Department of Nephrology, Brigham and Women's Hospital, Harvard Medical School, Boston, MA, USA.
Pediatr Nephrol. 2013 Mar;28(3):387-99. doi: 10.1007/s00467-012-2206-9. Epub 2012 Jul 5.
Advances in genetic mapping and sequencing techniques have led to substantial progress in the study of rare monogenic (Mendelian) forms of abnormal blood pressure. Many disease-defining pathways for hypertension have been identified in the past two decades. Perturbations in renal salt handling appear to be a common mechanism underlying these rare syndromes of hypertension. Excess activation at various points in the mineralocorticoid signaling pathway and malfunctioning of the autonomic (specifically sympathetic) nervous system have both been implicated in inducing hypertension, while complementary studies examining low blood pressure phenotypes have identified novel pathways exclusively linked to renal salt wasting in either the thick ascending limb or the distal nephron. The genetic defects and the physiological and cellular pathways affected in these various disorders are reviewed here. Importantly, studies have suggested that genetic variation affecting these same genes and pathways may play an important role in explaining the variation of blood pressure levels in the general population. The investigation of rare syndromes of human blood pressure variation has important implications for improving the diagnosis and treatment of hypertension.
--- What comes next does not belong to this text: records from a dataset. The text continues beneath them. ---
//! Process-local registries and the differencer that keeps an extension's
//! contributions in them in step with what the extension currently offers.

use parking_lot::{Mutex, ReentrantMutex, RwLock};
use std::collections::{BTreeMap, BTreeSet};
use std::sync::Arc;
use std::sync::atomic::{AtomicU64, Ordering};

use super::contributions::{Category, Command, Route};
use crate::disposer::Disposer;

/// Something an extension adds to a registry. The id is its only identity.
pub trait Contribution: Clone + Send + Sync + 'static {
    fn id(&self) -> &str;
}

#[derive(Debug, Clone, PartialEq, Eq, PartialOrd, Ord, Hash)]
pub struct ContributionKey {
    pub owner: String,
    pub id: String,
}

impl ContributionKey {
    pub fn new(owner: impl Into<String>, id: impl Into<String>) -> Self {
        Self {
            owner: owner.into(),
            id: id.into(),
        }
    }
}

// ---------------------------------------------------------------------------
// Registry
// ---------------------------------------------------------------------------

/// Contributions of one kind, keyed by (owning extension, contribution id).
pub struct Registry<T> {
    name: &'static str,
    entries: RwLock<BTreeMap<ContributionKey, T>>,
}

impl<T: Contribution> Registry<T> {
    pub fn new(name: &'static str) -> Self {
        Self {
            name,
            entries: RwLock::new(BTreeMap::new()),
        }
    }

    pub fn name(&self) -> &'static str {
        self.name
    }

    pub fn add(&self, owner: &str, item: T) {
        let key = ContributionKey::new(owner, item.id());
        self.entries.write().insert(key, item);
    }

    pub fn remove(&self, owner: &str, id: &str) -> Option<T> {
        self.entries.write().remove(&ContributionKey::new(owner, id))
    }

    pub fn get(&self, owner: &str, id: &str) -> Option<T> {
        self.entries.read().get(&ContributionKey::new(owner, id)).cloned()
    }

    pub fn contains(&self, owner: &str, id: &str) -> bool {
        self.entries.read().contains_key(&ContributionKey::new(owner, id))
    }

    pub fn items(&self) -> Vec<T> {
        self.entries.read().values().cloned().collect()
    }

    pub fn ids_for(&self, owner: &str) -> BTreeSet<String> {
        self.entries
            .read()
            .keys()
            .filter(|k| k.owner == owner)
            .map(|k| k.id.clone())
            .collect()
    }

    pub fn len(&self) -> usize {
        self.entries.read().len()
    }

    pub fn is_empty(&self) -> bool {
        self.entries.read().is_empty()
    }
}

/// Bring `owner`'s entries in `registry` from `previous` to `snapshot`.
///
/// Ids only in `previous` are removed, then ids only in `snapshot` are added.
/// Ids in both are left alone even if the new value differs. Returns the ids
/// now applied, which is the baseline for the next call.
pub fn reconcile<T: Contribution>(
    registry: &Registry<T>,
    owner: &str,
    previous: &BTreeSet<String>,
    snapshot: &[T],
) -> BTreeSet<String> {
    let mut desired: BTreeMap<&str, &T> = BTreeMap::new();
    for item in snapshot {
        if desired.insert(item.id(), item).is_some() {
            tracing::warn!(extension = %owner, registry = registry.name, id = %item.id(), "Duplicate contribution id, keeping the last");
        }
    }

    for id in previous.iter().filter(|id| !desired.contains_key(id.as_str())) {
        registry.remove(owner, id);
    }
    for (id, item) in &desired {
        if !previous.contains(*id) {
            registry.add(owner, (*item).clone());
        }
    }

    desired.keys().map(|id| id.to_string()).collect()
}

// ---------------------------------------------------------------------------
// Reactive values
// ---------------------------------------------------------------------------

type ChangeListener<T> = Arc<dyn Fn(&T) + Send + Sync>;

struct ReactiveInner<T> {
    value: RwLock<T>,
    listeners: Mutex<Vec<(u64, ChangeListener<T>)>>,
    next_listener: AtomicU64,
    /// Held from a write through its notification, so listeners see changes
    /// in write order. Reentrant so a listener may set the value itself.
    notifying: ReentrantMutex<()>,
}

/// A value extensions can change over time; observers are told after every
/// change, with the new value.
pub struct Reactive<T> {
    inner: Arc<ReactiveInner<T>>,
}

impl<T> Clone for Reactive<T> {
    fn clone(&self) -> Self {
        Self {
            inner: self.inner.clone(),
        }
    }
}

impl<T: Clone + Send + Sync + 'static> Reactive<T> {
    pub fn new(value: T) -> Self {
        Self {
            inner: Arc::new(ReactiveInner {
                value: RwLock::new(value),
                listeners: Mutex::new(Vec::new()),
                next_listener: AtomicU64::new(0),
                notifying: ReentrantMutex::new(()),
            }),
        }
    }

    pub fn get(&self) -> T {
        self.inner.value.read().clone()
    }

    pub fn set(&self, value: T) {
        let _notifying = self.inner.notifying.lock();
        *self.inner.value.write() = value;
        self.notify();
    }

    pub fn update(&self, f: impl FnOnce(&mut T)) {
        let _notifying = self.inner.notifying.lock();
        f(&mut self.inner.value.write());
        self.notify();
    }

    pub fn on_change<F>(&self, f: F) -> Disposer
    where
        F: Fn(&T) + Send + Sync + 'static,
    {
        let id = self.inner.next_listener.fetch_add(1, Ordering::Relaxed);
        self.inner.listeners.lock().push((id, Arc::new(f)));
        let inner = Arc::downgrade(&self.inner);
        Disposer::from_fn(move || {
            if let Some(inner) = inner.upgrade() {
                inner.listeners.lock().retain(|(listener, _)| *listener != id);
            }
        })
    }

    /// Caller holds `notifying`. Each listener reads the value as it is
    /// called, so one that sets it again does not leave later ones stale.
    fn notify(&self) {
        let listeners: Vec<ChangeListener<T>> = self
            .inner
            .listeners
            .lock()
            .iter()
            .map(|(_, l)| l.clone())
            .collect();
        for listener in listeners {
            listener(&self.get());
        }
    }
}

/// What a registrar hands over: a fixed list or one that changes.
pub enum Snapshot<T> {
    Static(Vec<T>),
    Reactive(Reactive<Vec<T>>),
}

impl<T> From<Vec<T>> for Snapshot<T> {
    fn from(items: Vec<T>) -> Self {
        Snapshot::Static(items)
    }
}

impl<T> From<Reactive<Vec<T>>> for Snapshot<T> {
    fn from(items: Reactive<Vec<T>>) -> Self {
        Snapshot::Reactive(items)
    }
}

/// Apply `snapshot` for `owner` and keep it applied. The returned disposer
/// stops tracking and removes whatever is currently applied.
pub fn apply<T: Contribution>(registry: Arc<Registry<T>>, owner: &str, snapshot: Snapshot<T>) -> Disposer {
    let owner = owner.to_string();
    match snapshot {
        Snapshot::Static(items) => {
            let applied = reconcile(&registry, &owner, &BTreeSet::new(), &items);
            Disposer::from_fn(move || {
                for id in &applied {
                    registry.remove(&owner, id);
                }
            })
        }
        Snapshot::Reactive(source) => {
            let applied = Arc::new(Mutex::new(BTreeSet::new()));
            // Subscribe before the initial pass so a change in between is not lost
            let subscription = {
                let registry = registry.clone();
                let owner = owner.clone();
                let applied = applied.clone();
                source.on_change(move |items: &Vec<T>| {
                    let mut applied = applied.lock();
                    *applied = reconcile(&registry, &owner, &applied, items);
                })
            };
            {
                let mut current = applied.lock();
                *current = reconcile(&registry, &owner, &current, &source.get());
            }
            Disposer::new(move || {
                subscription.dispose()?;
                for id in applied.lock().iter() {
                    registry.remove(&owner, id);
                }
                Ok(())
            })
        }
    }
}

// ---------------------------------------------------------------------------
// Registries + registrar
// ---------------------------------------------------------------------------

/// The process-local registries the GUI, command palette and router read.
#[derive(Clone)]
pub struct Registries {
    pub commands: Arc<Registry<Command>>,
    pub categories: Arc<Registry<Category>>,
    pub routes: Arc<Registry<Route>>,
}

impl Default for Registries {
    fn default() -> Self {
        Self {
            commands: Arc::new(Registry::new("commands")),
            categories: Arc::new(Registry::new("categories")),
            routes: Arc::new(Registry::new("routes")),
        }
    }
}

impl Registries {
    pub fn new() -> Self {
        Self::default()
    }
}

/// Handed to [`Extension::register`](super::Extension::register). Every
/// contribution made through it is removed again on deregister.
pub struct Registrar<'a> {
    owner: &'a str,
    registries: &'a Registries,
    registrations: Vec<Disposer>,
}

impl<'a> Registrar<'a> {
    pub(crate) fn new(owner: &'a str, registries: &'a Registries) -> Self {
        Self {
            owner,
            registries,
            registrations: Vec::new(),
        }
    }

    pub fn owner(&self) -> &str {
        self.owner
    }

    /// Read access, e.g. to check a category another extension registered.
    pub fn registries(&self) -> &Registries {
        self.registries
    }

    pub fn commands(&mut self, snapshot: impl Into<Snapshot<Command>>) {
        let registry = self.registries.commands.clone();
        self.contribute(registry, snapshot);
    }

    pub fn categories(&mut self, snapshot: impl Into<Snapshot<Category>>) {
        let registry = self.registries.categories.clone();
        self.contribute(registry, snapshot);
    }

    pub fn routes(&mut self, snapshot: impl Into<Snapshot<Route>>) {
        let registry = self.registries.routes.clone();
        self.contribute(registry, snapshot);
    }

    /// Contribute to any registry, including ones outside [`Registries`].
    pub fn contribute<T: Contribution>(&mut self, registry: Arc<Registry<T>>, snapshot: impl Into<Snapshot<T>>) {
        let disposer = apply(registry, self.owner, snapshot.into());
        self.registrations.push(disposer);
    }

    pub(crate) fn finish(self) -> Vec<Disposer> {
        self.registrations
    }
}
遗传图谱和测序技术的进步使得对罕见的单基因(孟德尔)形式的异常血压的研究取得了重大进展。在过去的二十年中,已经确定了许多高血压的疾病定义途径。肾脏盐处理的紊乱似乎是这些罕见高血压综合征的共同机制。在醛固酮信号通路的各个点的过度激活以及自主(特别是交感)神经系统的功能障碍都与诱导高血压有关,而互补的研究检查低血压表型已确定与厚升支或远端肾单位中的肾盐耗竭相关的新途径。在此,回顾了这些不同疾病中涉及的遗传缺陷以及受影响的生理和细胞途径。重要的是,研究表明,影响这些相同基因和途径的遗传变异可能在解释一般人群中血压水平的变异性方面起着重要作用。对人类血压变化的罕见综合征的研究对改善高血压的诊断和治疗具有重要意义。